>>>
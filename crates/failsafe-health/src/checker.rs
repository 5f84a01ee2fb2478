//! Health check probe logic.
//!
//! Probes the primary environment's liveness signals in order and
//! reports Healthy if any of them answers. Errors from individual
//! targets are logged at debug level and absorbed.

use std::sync::Arc;
use std::time::Duration;

use async_trait::async_trait;
use tracing::debug;

use failsafe_core::config::HealthConfig;
use failsafe_core::{Clock, HealthStatus, ProbeSource};

use crate::error::ProbeError;

/// Anything that can produce one `HealthStatus` per cycle.
#[async_trait]
pub trait Probe: Send + Sync {
    async fn probe(&self) -> HealthStatus;
}

/// A single liveness signal for the primary.
#[derive(Debug, Clone, PartialEq, Eq)]
pub enum ProbeTarget {
    /// `GET url` must answer 2xx.
    Http { url: String, source: ProbeSource },
    /// A process whose command line matches `pattern` must exist.
    Process { pattern: String },
}

impl ProbeTarget {
    fn source(&self) -> ProbeSource {
        match self {
            ProbeTarget::Http { source, .. } => *source,
            ProbeTarget::Process { .. } => ProbeSource::ProcessCheck,
        }
    }
}

/// Probes the configured targets of the primary environment.
pub struct HealthProbe {
    targets: Vec<ProbeTarget>,
    /// `host:port` that must accept a TCP connection when set.
    internet_target: Option<String>,
    timeout: Duration,
    clock: Arc<dyn Clock>,
}

impl HealthProbe {
    pub fn new(
        targets: Vec<ProbeTarget>,
        internet_target: Option<String>,
        timeout: Duration,
        clock: Arc<dyn Clock>,
    ) -> Self {
        Self {
            targets,
            internet_target,
            timeout,
            clock,
        }
    }

    /// Build the probe from `[health]`: primary URL, then secondary URL,
    /// then the process check.
    pub fn from_config(config: &HealthConfig, clock: Arc<dyn Clock>) -> Self {
        let mut targets = vec![ProbeTarget::Http {
            url: config.primary_url.clone(),
            source: ProbeSource::PrimaryEndpoint,
        }];
        if let Some(url) = &config.secondary_url {
            targets.push(ProbeTarget::Http {
                url: url.clone(),
                source: ProbeSource::SecondaryEndpoint,
            });
        }
        if let Some(pattern) = &config.process_pattern {
            targets.push(ProbeTarget::Process {
                pattern: pattern.clone(),
            });
        }

        let internet_target = config
            .require_internet
            .then(|| config.internet_target.clone());

        Self::new(targets, internet_target, config.timeout, clock)
    }

    async fn check(&self, target: &ProbeTarget) -> Result<(), ProbeError> {
        match target {
            ProbeTarget::Http { url, .. } => http_probe(url, self.timeout).await,
            ProbeTarget::Process { pattern } => process_probe(pattern, self.timeout).await,
        }
    }
}

#[async_trait]
impl Probe for HealthProbe {
    async fn probe(&self) -> HealthStatus {
        let mut answered = None;
        let mut last_tried = ProbeSource::PrimaryEndpoint;

        for target in &self.targets {
            last_tried = target.source();
            match self.check(target).await {
                Ok(()) => {
                    answered = Some(target.source());
                    break;
                }
                Err(e) => debug!(source = ?target.source(), error = %e, "probe target failed"),
            }
        }

        let Some(source) = answered else {
            return HealthStatus::unhealthy(last_tried, self.clock.now());
        };

        if let Some(addr) = &self.internet_target
            && let Err(e) = tcp_probe(addr, self.timeout).await
        {
            debug!(%addr, error = %e, "connectivity check failed");
            return HealthStatus::unhealthy(ProbeSource::InternetCheck, self.clock.now());
        }

        HealthStatus::healthy(source, self.clock.now())
    }
}

/// Perform an HTTP GET against `url` and require a 2xx answer.
pub async fn http_probe(url: &str, timeout: Duration) -> Result<(), ProbeError> {
    let invalid = |reason: &str| ProbeError::InvalidTarget {
        target: url.to_string(),
        reason: reason.to_string(),
    };

    let uri: http::Uri = url.parse().map_err(|_| invalid("not a valid URI"))?;
    if uri.scheme_str().is_some_and(|s| s != "http") {
        return Err(invalid("only plain http is supported for local probes"));
    }
    let host = uri.host().ok_or_else(|| invalid("missing host"))?.to_string();
    let address = format!("{host}:{}", uri.port_u16().unwrap_or(80));
    let path = uri
        .path_and_query()
        .map(|pq| pq.as_str().to_string())
        .unwrap_or_else(|| "/".to_string());

    let result = tokio::time::timeout(timeout, async {
        let stream = tokio::net::TcpStream::connect(&address)
            .await
            .map_err(|e| ProbeError::Connect(e.to_string()))?;

        let io = hyper_util::rt::TokioIo::new(stream);
        let (mut sender, conn) = hyper::client::conn::http1::handshake(io)
            .await
            .map_err(|e| ProbeError::Connect(e.to_string()))?;

        // Drive the connection in the background.
        tokio::spawn(async move {
            let _ = conn.await;
        });

        let req = http::Request::builder()
            .method("GET")
            .uri(&path)
            .header("host", &address)
            .header("user-agent", "failsafe-health/0.1")
            .body(http_body_util::Empty::<bytes::Bytes>::new())
            .map_err(|e| ProbeError::Request(e.to_string()))?;

        let resp = sender
            .send_request(req)
            .await
            .map_err(|e| ProbeError::Request(e.to_string()))?;

        if resp.status().is_success() {
            Ok(())
        } else {
            Err(ProbeError::Status(resp.status().as_u16()))
        }
    })
    .await;

    result.unwrap_or(Err(ProbeError::Timeout))
}

/// Require that `addr` accepts a TCP connection.
pub async fn tcp_probe(addr: &str, timeout: Duration) -> Result<(), ProbeError> {
    match tokio::time::timeout(timeout, tokio::net::TcpStream::connect(addr)).await {
        Ok(Ok(_)) => Ok(()),
        Ok(Err(e)) => Err(ProbeError::Connect(e.to_string())),
        Err(_) => Err(ProbeError::Timeout),
    }
}

/// Require a running process whose command line matches `pattern`.
pub async fn process_probe(pattern: &str, timeout: Duration) -> Result<(), ProbeError> {
    let mut cmd = tokio::process::Command::new("pgrep");
    cmd.arg("-f")
        .arg(pattern)
        .stdout(std::process::Stdio::null())
        .stderr(std::process::Stdio::null())
        .kill_on_drop(true);

    match tokio::time::timeout(timeout, cmd.status()).await {
        Ok(Ok(status)) if status.success() => Ok(()),
        Ok(Ok(_)) => Err(ProbeError::ProcessMissing(pattern.to_string())),
        Ok(Err(e)) => Err(ProbeError::Request(e.to_string())),
        Err(_) => Err(ProbeError::Timeout),
    }
}

#[cfg(test)]
mod tests {
    use super::*;
    use axum::http::StatusCode;
    use axum::routing::get;
    use axum::Router;
    use chrono::{TimeZone, Utc};
    use failsafe_core::ManualClock;

    fn clock() -> Arc<dyn Clock> {
        Arc::new(ManualClock::new(Utc.with_ymd_and_hms(2025, 3, 1, 0, 0, 0).unwrap()))
    }

    /// Serve `/ok` (200) and `/down` (503) on an ephemeral port.
    async fn spawn_server() -> String {
        let app = Router::new()
            .route("/ok", get(|| async { "ok" }))
            .route("/down", get(|| async { StatusCode::SERVICE_UNAVAILABLE }));
        let listener = tokio::net::TcpListener::bind("127.0.0.1:0").await.unwrap();
        let addr = listener.local_addr().unwrap();
        tokio::spawn(async move {
            axum::serve(listener, app).await.unwrap();
        });
        format!("http://{addr}")
    }

    fn http(url: String, source: ProbeSource) -> ProbeTarget {
        ProbeTarget::Http { url, source }
    }

    #[tokio::test]
    async fn http_probe_accepts_2xx() {
        let base = spawn_server().await;
        http_probe(&format!("{base}/ok"), Duration::from_secs(2)).await.unwrap();
    }

    #[tokio::test]
    async fn http_probe_rejects_non_2xx() {
        let base = spawn_server().await;
        let err = http_probe(&format!("{base}/down"), Duration::from_secs(2))
            .await
            .unwrap_err();
        assert!(matches!(err, ProbeError::Status(503)));
    }

    #[tokio::test]
    async fn http_probe_to_closed_port_fails() {
        let err = http_probe("http://127.0.0.1:1/health", Duration::from_millis(200))
            .await
            .unwrap_err();
        assert!(matches!(err, ProbeError::Connect(_) | ProbeError::Timeout));
    }

    #[tokio::test]
    async fn http_probe_rejects_https_target() {
        let err = http_probe("https://example.com/health", Duration::from_millis(200))
            .await
            .unwrap_err();
        assert!(matches!(err, ProbeError::InvalidTarget { .. }));
    }

    #[tokio::test]
    async fn any_target_success_is_healthy() {
        let base = spawn_server().await;
        let probe = HealthProbe::new(
            vec![
                http(format!("{base}/down"), ProbeSource::PrimaryEndpoint),
                http(format!("{base}/ok"), ProbeSource::SecondaryEndpoint),
            ],
            None,
            Duration::from_secs(2),
            clock(),
        );

        let status = probe.probe().await;
        assert!(status.reachable);
        assert_eq!(status.source, ProbeSource::SecondaryEndpoint);
    }

    #[tokio::test]
    async fn all_targets_failing_is_unhealthy() {
        let base = spawn_server().await;
        let probe = HealthProbe::new(
            vec![
                http(format!("{base}/down"), ProbeSource::PrimaryEndpoint),
                http("http://127.0.0.1:1/".to_string(), ProbeSource::SecondaryEndpoint),
            ],
            None,
            Duration::from_millis(500),
            clock(),
        );

        let status = probe.probe().await;
        assert!(!status.reachable);
        assert_eq!(status.source, ProbeSource::SecondaryEndpoint);
    }

    #[tokio::test]
    async fn connectivity_failure_overrides_local_success() {
        let base = spawn_server().await;
        let probe = HealthProbe::new(
            vec![http(format!("{base}/ok"), ProbeSource::PrimaryEndpoint)],
            Some("127.0.0.1:1".to_string()),
            Duration::from_millis(500),
            clock(),
        );

        let status = probe.probe().await;
        assert!(!status.reachable);
        assert_eq!(status.source, ProbeSource::InternetCheck);
    }

    #[test]
    fn from_config_orders_targets() {
        let config = HealthConfig {
            primary_url: "http://127.0.0.1:8100/health".to_string(),
            secondary_url: Some("http://127.0.0.1:8101/health".to_string()),
            process_pattern: Some("smart_trader".to_string()),
            timeout: Duration::from_secs(3),
            require_internet: true,
            internet_target: "8.8.8.8:53".to_string(),
        };
        let probe = HealthProbe::from_config(&config, clock());
        let sources: Vec<_> = probe.targets.iter().map(ProbeTarget::source).collect();
        assert_eq!(
            sources,
            vec![
                ProbeSource::PrimaryEndpoint,
                ProbeSource::SecondaryEndpoint,
                ProbeSource::ProcessCheck
            ]
        );
        assert_eq!(probe.internet_target.as_deref(), Some("8.8.8.8:53"));
    }
}
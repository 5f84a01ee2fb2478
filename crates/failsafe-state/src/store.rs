//! StatusStore — JSON status files with atomic replacement.

use std::fs;
use std::io::{ErrorKind, Write};
use std::path::{Path, PathBuf};

use serde::Serialize;
use serde::de::DeserializeOwned;
use tracing::{debug, warn};

use failsafe_core::{FailoverRecord, UsageStatus};

use crate::error::{StateError, StateResult};

const RECORD_FILE: &str = "failover_record.json";
const USAGE_FILE: &str = "usage_status.json";

/// Reads and writes the persisted FailoverRecord and UsageStatus.
#[derive(Debug, Clone)]
pub struct StatusStore {
    dir: PathBuf,
    /// Provider reported when no record exists yet.
    primary: String,
}

impl StatusStore {
    /// Open (or create) the status directory.
    pub fn open(dir: &Path, primary: &str) -> StateResult<Self> {
        fs::create_dir_all(dir).map_err(|source| StateError::Write {
            path: dir.to_path_buf(),
            source,
        })?;
        debug!(?dir, "status store opened");
        Ok(Self::at(dir, primary))
    }

    /// A store over `dir` without touching the filesystem. Used by
    /// read-only callers such as `status`, which must work even when the
    /// directory does not exist.
    pub fn at(dir: &Path, primary: &str) -> Self {
        Self {
            dir: dir.to_path_buf(),
            primary: primary.to_string(),
        }
    }

    pub fn dir(&self) -> &Path {
        &self.dir
    }

    pub fn record_path(&self) -> PathBuf {
        self.dir.join(RECORD_FILE)
    }

    pub fn usage_path(&self) -> PathBuf {
        self.dir.join(USAGE_FILE)
    }

    // ── FailoverRecord ─────────────────────────────────────────────

    /// Load the record. A missing file yields "primary, never switched".
    pub fn load_record(&self) -> StateResult<FailoverRecord> {
        let mut record = read_json::<FailoverRecord>(&self.record_path())?
            .unwrap_or_else(|| FailoverRecord::initial(&self.primary));
        if record.current_provider.is_empty() {
            record.current_provider = self.primary.clone();
        }
        Ok(record)
    }

    /// Like [`load_record`](Self::load_record) but never fails.
    pub fn load_record_or_default(&self) -> FailoverRecord {
        self.load_record().unwrap_or_else(|e| {
            warn!(error = %e, "failover record unreadable, reporting default");
            FailoverRecord::initial(&self.primary)
        })
    }

    /// Persist a confirmed record.
    pub fn save_record(&self, record: &FailoverRecord) -> StateResult<()> {
        write_json_atomic(&self.dir, &self.record_path(), record)?;
        debug!(provider = %record.current_provider, "failover record saved");
        Ok(())
    }

    // ── UsageStatus ────────────────────────────────────────────────

    /// Load usage. A missing file yields zero usage for `current_month`.
    pub fn load_usage(&self, current_month: &str) -> StateResult<UsageStatus> {
        Ok(read_json::<UsageStatus>(&self.usage_path())?
            .unwrap_or_else(|| UsageStatus::for_month(current_month)))
    }

    pub fn load_usage_or_default(&self, current_month: &str) -> UsageStatus {
        self.load_usage(current_month).unwrap_or_else(|e| {
            warn!(error = %e, "usage status unreadable, reporting default");
            UsageStatus::for_month(current_month)
        })
    }

    pub fn save_usage(&self, usage: &UsageStatus) -> StateResult<()> {
        write_json_atomic(&self.dir, &self.usage_path(), usage)?;
        debug!(month = %usage.month, hours = usage.hours_used, "usage status saved");
        Ok(())
    }
}

fn read_json<T: DeserializeOwned>(path: &Path) -> StateResult<Option<T>> {
    let content = match fs::read_to_string(path) {
        Ok(c) => c,
        Err(e) if e.kind() == ErrorKind::NotFound => return Ok(None),
        Err(source) => {
            return Err(StateError::Read {
                path: path.to_path_buf(),
                source,
            });
        }
    };
    if content.trim().is_empty() {
        return Ok(None);
    }
    serde_json::from_str(&content)
        .map(Some)
        .map_err(|e| StateError::Corrupt {
            path: path.to_path_buf(),
            reason: e.to_string(),
        })
}

/// Write to a temp file next to `path`, fsync, then rename over it.
fn write_json_atomic<T: Serialize>(dir: &Path, path: &Path, value: &T) -> StateResult<()> {
    let write_err = |source| StateError::Write {
        path: path.to_path_buf(),
        source,
    };

    let json = serde_json::to_vec_pretty(value)?;
    let mut tmp = tempfile::NamedTempFile::new_in(dir).map_err(write_err)?;
    tmp.write_all(&json).map_err(write_err)?;
    tmp.as_file().sync_all().map_err(write_err)?;
    tmp.persist(path).map_err(|e| write_err(e.error))?;
    Ok(())
}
<<<
Work request:
Only lines holding the word "sender" are wanted; copy each one from the listing.

Task output:
        let (mut sender, conn) = hyper::client::conn::http1::handshake(io)
        let resp = sender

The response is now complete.